La question étant alors de savoir pourquoi l’intéressé ne fait rien, strictement rien, de ce pouvoir formidable de mobilisation ?

Eh oui, JLM sait mieux que tout autre qu’il participe à un jeu dont les règles ont été écrites par le pouvoir à son seul usage, et que les dés sont pipés, ne serait-ce qu’en raison de la concentration de tous les médias aux mains de quelques milliardaires qui font la pluie et le beau temps dans l’opinion.

Qui a dit qu’il fallait gagner les élections pour faire la révolution ? Ce serait bien une première, il me semble. Ah il aurait eu une belle tête, le « Che »  : on l’aurait probablement retrouvé comme petit médecin de campagne souffreteux quelque part dans l’Altiplano, et quant à Fidel, il serait devenu un petit avocat vivotant sur des affaires de divorces dans la banlieue de Miami. Sacré farceur !

Pour le dire autrement, on nous fait prendre des vessies pour des lanternes, et l’élection pour une fin en soi quand ce n’est qu’un moyen politique (2). Et c’est le premier devoir d’un authentique leader révolutionnaire que d’adopter tout moyen propre à servir la cause. Je ne parle pas ici de révolution façon cubaine, ou façon 1789, mais tout simplement d’étendre le domaine de la lutte sur tous les terrains où l’on peut marquer des points, de manière très concrète. Manifestations, grèves tournantes, désobéissance civile, le tout pacifiquement, dans l’esprit d’Étienne de La Boétie.

Soyez résolus à ne plus servir, et vous voilà libres. Je ne vous demande pas de le pousser, de l’ébranler, mais seulement de ne plus le soutenir, et vous le verrez, tel un grand colosse dont on a brisé la base, fondre sous son poids et se rompre.

On peut aisément imaginer mille façons de renverser sans coup férir tel gouvernement qui voudrait ramener la France où elle était à l’époque de Zola, dirigée par une petite clique de banquiers à la solde des multinationales, un pouvoir toujours plus répressif, détruisant méticuleusement les conquis sociaux, paupérisant la classe des travailleurs en s’appuyant sur une élite elle-même jetable.

Imaginez un instant que deux millions de Français décideraient de ne plus payer leurs impôts, mais de les centraliser comme trésor de guerre à la façon des syndicats pour aider ceux d’entre eux qui seraient poursuivis par l’État.

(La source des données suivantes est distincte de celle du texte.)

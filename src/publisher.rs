//! Release publishing: atomic serving-root swap, proxy reload and retention.
//!
//! Layout under the project root:
//!
//! ```text
//! releases/20250101T120000123456Z-1a2b3c4d/   one directory per published build
//! current -> releases/20250101T120000123456Z-1a2b3c4d
//! ```
//!
//! The serving root is only ever changed by renaming a freshly created symlink
//! over it, which is atomic on POSIX filesystems.

use async_trait::async_trait;
use chrono::{DateTime, Utc};
use serde::Serialize;
use std::path::{Path, PathBuf};
use std::sync::Arc;
use std::time::Duration;
use tokio::fs;
use tracing::{error, info, warn};
use uuid::Uuid;

use crate::error::DeployError;
use crate::pipeline::{BuildArtifact, Invocation, ProcessRunner, shell_command};

const PROXY_COMMAND_TIMEOUT: Duration = Duration::from_secs(30);

/// Sortable, timestamp-prefixed directory name for a release.
pub fn release_name(suffix: &str) -> String {
    let suffix: String = suffix
        .chars()
        .filter(|c| c.is_ascii_alphanumeric() || *c == '-' || *c == '_')
        .take(12)
        .collect();
    let stamp = Utc::now().format("%Y%m%dT%H%M%S%6fZ");
    if suffix.is_empty() {
        stamp.to_string()
    } else {
        format!("{}-{}", stamp, suffix)
    }
}

/// Front-end proxy serving the published files.
#[async_trait]
pub trait ProxyControl: Send + Sync {
    /// Gracefully reload the static-file mapping.
    async fn reload(&self) -> Result<(), DeployError>;
    /// Whether the proxy process is still alive.
    async fn is_alive(&self) -> Result<bool, DeployError>;
}

/// Used when no proxy is managed by this service.
#[derive(Debug, Default)]
pub struct NoopProxy;

#[async_trait]
impl ProxyControl for NoopProxy {
    async fn reload(&self) -> Result<(), DeployError> {
        Ok(())
    }

    async fn is_alive(&self) -> Result<bool, DeployError> {
        Ok(true)
    }
}

/// Reloads and health-checks the proxy through shell-level commands,
/// e.g. `nginx -s reload` and `pgrep -x nginx`.
pub struct CommandProxy {
    runner: Arc<dyn ProcessRunner>,
    reload_command: String,
    health_command: String,
    cwd: PathBuf,
}

impl CommandProxy {
    pub fn new(
        runner: Arc<dyn ProcessRunner>,
        reload_command: impl Into<String>,
        health_command: impl Into<String>,
        cwd: PathBuf,
    ) -> Self {
        Self {
            runner,
            reload_command: reload_command.into(),
            health_command: health_command.into(),
            cwd,
        }
    }

    fn invocation(&self, step: &str, command_line: &str) -> Result<Invocation, DeployError> {
        let (program, args) = shell_command(command_line).ok_or_else(|| {
            DeployError::ConfigError(format!("proxy {} command is empty", step))
        })?;
        Ok(Invocation {
            step: step.to_string(),
            program,
            args,
            cwd: self.cwd.clone(),
            timeout: PROXY_COMMAND_TIMEOUT,
        })
    }
}

#[async_trait]
impl ProxyControl for CommandProxy {
    async fn reload(&self) -> Result<(), DeployError> {
        let invocation = self.invocation("proxy_reload", &self.reload_command)?;
        info!("Reloading proxy: {}", invocation.command_line());
        let output = self.runner.run(&invocation).await?;
        if output.success() {
            Ok(())
        } else {
            Err(DeployError::StepFailed {
                step: invocation.step,
                excerpt: output.stderr.trim().to_string(),
            })
        }
    }

    async fn is_alive(&self) -> Result<bool, DeployError> {
        let invocation = self.invocation("proxy_health", &self.health_command)?;
        let output = self.runner.run(&invocation).await?;
        Ok(output.success())
    }
}

/// One directory in the release history
#[derive(Debug, Clone, Serialize)]
pub struct ReleaseEntry {
    pub name: String,
    pub path: PathBuf,
    pub created_at: Option<DateTime<Utc>>,
    pub current: bool,
}

#[derive(Debug, Clone, Serialize)]
pub struct PublishReport {
    pub release: String,
    pub path: PathBuf,
    pub previous: Option<String>,
    pub pruned: Vec<String>,
}

pub struct ReleasePublisher {
    serving_root: PathBuf,
    releases_dir: PathBuf,
    retention: usize,
    proxy: Arc<dyn ProxyControl>,
}

impl ReleasePublisher {
    pub fn new(
        serving_root: PathBuf,
        releases_dir: PathBuf,
        retention: usize,
        proxy: Arc<dyn ProxyControl>,
    ) -> Self {
        Self {
            serving_root,
            releases_dir,
            retention: retention.max(1),
            proxy,
        }
    }

    /// Move the artifact into the history, swap the serving root onto it,
    /// prune old releases, then reload and check the proxy.
    pub async fn publish(
        &self,
        artifact: &BuildArtifact,
        commit: &str,
    ) -> Result<PublishReport, DeployError> {
        self.ensure_swappable().await?;
        fs::create_dir_all(&self.releases_dir).await.map_err(|e| {
            DeployError::PublishFailed(format!(
                "cannot create {}: {}",
                self.releases_dir.display(),
                e
            ))
        })?;

        let short_commit: String = commit.chars().take(8).collect();
        let (name, release_path) = self.unique_release_path(&short_commit).await;
        fs::rename(&artifact.path, &release_path).await.map_err(|e| {
            DeployError::PublishFailed(format!(
                "cannot move {} to {}: {}",
                artifact.path.display(),
                release_path.display(),
                e
            ))
        })?;

        let previous = self.current_release().await;
        self.swap_to(&release_path).await?;
        info!(
            "Serving root {} now points at {}",
            self.serving_root.display(),
            release_path.display()
        );

        let pruned = match self.prune().await {
            Ok(pruned) => pruned,
            Err(e) => {
                warn!("Failed to prune release history: {}", e);
                Vec::new()
            }
        };

        self.check_proxy(&name).await?;

        Ok(PublishReport {
            release: name,
            path: release_path,
            previous,
            pruned,
        })
    }

    /// Point the serving root back at an older release. Nothing is deleted.
    /// Without a `target`, the newest release older than the current one is used.
    pub async fn rollback(&self, target: Option<&str>) -> Result<PublishReport, DeployError> {
        self.ensure_swappable().await?;
        let history = self.history().await?;
        let current = self.current_release().await;

        let entry = match target {
            Some(name) => history.iter().find(|e| e.name == name).ok_or_else(|| {
                DeployError::PublishFailed(format!("release '{}' not found", name))
            })?,
            None => history
                .iter()
                .find(|e| match &current {
                    Some(current) => e.name.as_str() < current.as_str(),
                    None => true,
                })
                .ok_or_else(|| {
                    DeployError::PublishFailed("no older release to roll back to".to_string())
                })?,
        };

        if current.as_deref() == Some(entry.name.as_str()) {
            return Err(DeployError::PublishFailed(format!(
                "release '{}' is already live",
                entry.name
            )));
        }

        self.swap_to(&entry.path).await?;
        warn!(
            "Rolled back serving root from {:?} to {}",
            current, entry.name
        );
        self.check_proxy(&entry.name).await?;

        Ok(PublishReport {
            release: entry.name.clone(),
            path: entry.path.clone(),
            previous: current,
            pruned: Vec::new(),
        })
    }

    /// Name of the release the serving root points at, if any.
    pub async fn current_release(&self) -> Option<String> {
        let target = fs::read_link(&self.serving_root).await.ok()?;
        target.file_name().map(|n| n.to_string_lossy().to_string())
    }

    /// All releases, newest first.
    pub async fn history(&self) -> Result<Vec<ReleaseEntry>, DeployError> {
        let current = self.current_release().await;
        let mut entries = Vec::new();

        let mut dir = match fs::read_dir(&self.releases_dir).await {
            Ok(dir) => dir,
            Err(e) if e.kind() == std::io::ErrorKind::NotFound => return Ok(entries),
            Err(e) => return Err(e.into()),
        };
        while let Some(entry) = dir.next_entry().await? {
            let name = entry.file_name().to_string_lossy().to_string();
            if name.starts_with('.') || !entry.file_type().await?.is_dir() {
                continue;
            }
            let created_at = entry
                .metadata()
                .await
                .ok()
                .and_then(|m| m.modified().ok())
                .map(DateTime::<Utc>::from);
            entries.push(ReleaseEntry {
                current: current.as_deref() == Some(name.as_str()),
                path: entry.path(),
                created_at,
                name,
            });
        }

        entries.sort_by(|a, b| b.name.cmp(&a.name));
        Ok(entries)
    }

    /// Delete the oldest releases beyond the retention bound.
    /// The live release is never deleted.
    pub async fn prune(&self) -> Result<Vec<String>, DeployError> {
        let history = self.history().await?;
        let mut pruned = Vec::new();
        for entry in history.into_iter().skip(self.retention) {
            if entry.current {
                continue;
            }
            fs::remove_dir_all(&entry.path).await?;
            info!("Pruned old release {}", entry.name);
            pruned.push(entry.name);
        }
        Ok(pruned)
    }

    async fn ensure_swappable(&self) -> Result<(), DeployError> {
        match fs::symlink_metadata(&self.serving_root).await {
            Ok(meta) if !meta.file_type().is_symlink() => Err(DeployError::PublishFailed(format!(
                "serving root {} exists and is not a symlink; move it aside once so it can be managed",
                self.serving_root.display()
            ))),
            _ => Ok(()),
        }
    }

    async fn unique_release_path(&self, suffix: &str) -> (String, PathBuf) {
        let base = release_name(suffix);
        let mut name = base.clone();
        let mut n = 1;
        while fs::symlink_metadata(self.releases_dir.join(&name)).await.is_ok() {
            name = format!("{}-{}", base, n);
            n += 1;
        }
        let path = self.releases_dir.join(&name);
        (name, path)
    }

    /// Create a temporary symlink next to the serving root and rename it over.
    async fn swap_to(&self, target: &Path) -> Result<(), DeployError> {
        let file_name = self
            .serving_root
            .file_name()
            .map(|n| n.to_string_lossy().to_string())
            .unwrap_or_else(|| "current".to_string());
        let tmp = self
            .serving_root
            .with_file_name(format!(".{}.tmp-{}", file_name, Uuid::now_v7()));

        if let Some(parent) = self.serving_root.parent() {
            fs::create_dir_all(parent).await?;
        }
        fs::symlink(target, &tmp).await.map_err(|e| {
            DeployError::PublishFailed(format!("cannot create symlink {}: {}", tmp.display(), e))
        })?;
        if let Err(e) = fs::rename(&tmp, &self.serving_root).await {
            let _ = fs::remove_file(&tmp).await;
            return Err(DeployError::PublishFailed(format!(
                "cannot swap {}: {}",
                self.serving_root.display(),
                e
            )));
        }
        Ok(())
    }

    async fn check_proxy(&self, release: &str) -> Result<(), DeployError> {
        if let Err(e) = self.proxy.reload().await {
            error!("Proxy reload failed after publishing {}: {}", release, e);
            return Err(DeployError::PublishedUnhealthy {
                release: release.to_string(),
                reason: format!("reload failed: {}", e),
            });
        }
        match self.proxy.is_alive().await {
            Ok(true) => Ok(()),
            Ok(false) => {
                error!("Proxy is not running after publishing {}", release);
                Err(DeployError::PublishedUnhealthy {
                    release: release.to_string(),
                    reason: "proxy process is not alive after reload".to_string(),
                })
            }
            Err(e) => Err(DeployError::PublishedUnhealthy {
                release: release.to_string(),
                reason: format!("health check failed: {}", e),
            }),
        }
    }
}
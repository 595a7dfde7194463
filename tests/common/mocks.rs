//! Fakes for the process runner and the front-end proxy

use std::path::Path;
use std::sync::Mutex;
use std::sync::atomic::{AtomicBool, AtomicUsize, Ordering};
use std::time::Duration;

use async_trait::async_trait;

use simple_deploy_hook::error::DeployError;
use simple_deploy_hook::pipeline::{CommandOutput, Invocation, ProcessRunner};
use simple_deploy_hook::publisher::ProxyControl;

/// Records every invocation. The `build` step writes `output_files` files
/// into `<cwd>/dist`, after an optional delay.
pub struct FakeRunner {
    pub calls: Mutex<Vec<String>>,
    pub fail_step: Mutex<Option<String>>,
    pub output_files: AtomicUsize,
    pub build_delay: Mutex<Duration>,
}

impl Default for FakeRunner {
    fn default() -> Self {
        Self {
            calls: Mutex::new(Vec::new()),
            fail_step: Mutex::new(None),
            output_files: AtomicUsize::new(3),
            build_delay: Mutex::new(Duration::ZERO),
        }
    }
}

impl FakeRunner {
    pub fn steps(&self) -> Vec<String> {
        self.calls.lock().unwrap().clone()
    }

    pub fn fail_on(&self, step: &str) {
        *self.fail_step.lock().unwrap() = Some(step.to_string());
    }

    pub fn clear_failure(&self) {
        *self.fail_step.lock().unwrap() = None;
    }

    pub fn set_output_files(&self, count: usize) {
        self.output_files.store(count, Ordering::SeqCst);
    }

    pub fn set_build_delay(&self, delay: Duration) {
        *self.build_delay.lock().unwrap() = delay;
    }

    fn write_output(cwd: &Path, count: usize) {
        if count == 0 {
            return;
        }
        let dist = cwd.join("dist");
        std::fs::create_dir_all(&dist).unwrap();
        std::fs::write(dist.join("index.html"), "<html>site</html>").unwrap();
        for i in 1..count {
            std::fs::write(dist.join(format!("asset-{}.js", i)), format!("// {}", i)).unwrap();
        }
    }
}

#[async_trait]
impl ProcessRunner for FakeRunner {
    async fn run(&self, invocation: &Invocation) -> Result<CommandOutput, DeployError> {
        self.calls.lock().unwrap().push(invocation.step.clone());

        let fail = self.fail_step.lock().unwrap().clone();
        if fail.as_deref() == Some(invocation.step.as_str()) {
            return Ok(CommandOutput {
                exit_code: Some(1),
                stdout: String::new(),
                stderr: format!("{} exploded", invocation.step),
            });
        }

        if invocation.step == "build" {
            let delay = *self.build_delay.lock().unwrap();
            if !delay.is_zero() {
                tokio::time::sleep(delay).await;
            }
            Self::write_output(&invocation.cwd, self.output_files.load(Ordering::SeqCst));
        }

        Ok(CommandOutput {
            exit_code: Some(0),
            stdout: format!("{} ok", invocation.step),
            stderr: String::new(),
        })
    }
}

#[derive(Default)]
pub struct FakeProxy {
    pub dead: AtomicBool,
    pub reloads: AtomicUsize,
}

#[async_trait]
impl ProxyControl for FakeProxy {
    async fn reload(&self) -> Result<(), DeployError> {
        self.reloads.fetch_add(1, Ordering::SeqCst);
        Ok(())
    }

    async fn is_alive(&self) -> Result<bool, DeployError> {
        Ok(!self.dead.load(Ordering::SeqCst))
    }
}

Oh, les juges feraient bien leur office, sans doute, il y aurait des saisies, et peut-être même quelques peines de prison pour l’exemple… Mais si ces deux millions ne cèdent rien, et s’engagent à aider ceux qui seraient dans des difficultés suite à la répression, que se passerait-il ? Game over, vous avez compris.

Révolutionnaire en carton

Je ne doute pas un seul instant des convictions et de la bonne foi de l’immense majorité des sympathisants/militants de la France Insoumise mais je pense qu’ils sont les victimes encartées d’un manipulateur en carton, qui en imposant l’immobilisme, se place en allié objectif du pouvoir. Une amusette, comme je l’avais déjà écrit à son sujet. Une opposition fantoche placée là pour empêcher l’émergence d’une gauche véritablement révolutionnaire, qui serait, par essence, incontrôlable.

Être révolutionnaire ce n’est pas débouler à l’Assemblée Nationale débraillé et sans cravate, avec un paquet de pâtes et une boîte de cassoulet; ou faire un esclandre sur un chiffon bleu. Ce n’est pas dire «  nous avons échoué  » quand le seul qui ait jamais échoué, c’est lui, et que ceci impliquerait que l’opposition devrait se complaire durant cinq ans dans l’immobilisme total, en attendant pour le Lider une énième occasion de se prendre un rateau à la présidentielle.

Je n’ai que peu de respect pour les dirigeants de droite, et aucun pour leurs idées, mais j’en ai moins encore pour les gens qui se disent de gauche tout en faisant le jeu de la droite. Il s’agit là d’une caractéristique qu’on retrouve presque systématiquement chez les trotskistes.

Notes:

[1] Est un clin d’oeil au personnage d’Aldous Huxley dans Le Meilleur des Mondes, une dystopie écrite en 1931.

[2] Notez que si le moyen de l’élection ne sert que les ambitions d’un homme, la cause, qui est la fin en soi, vise l’intérêt général. Confondre les deux est un puissant révélateur.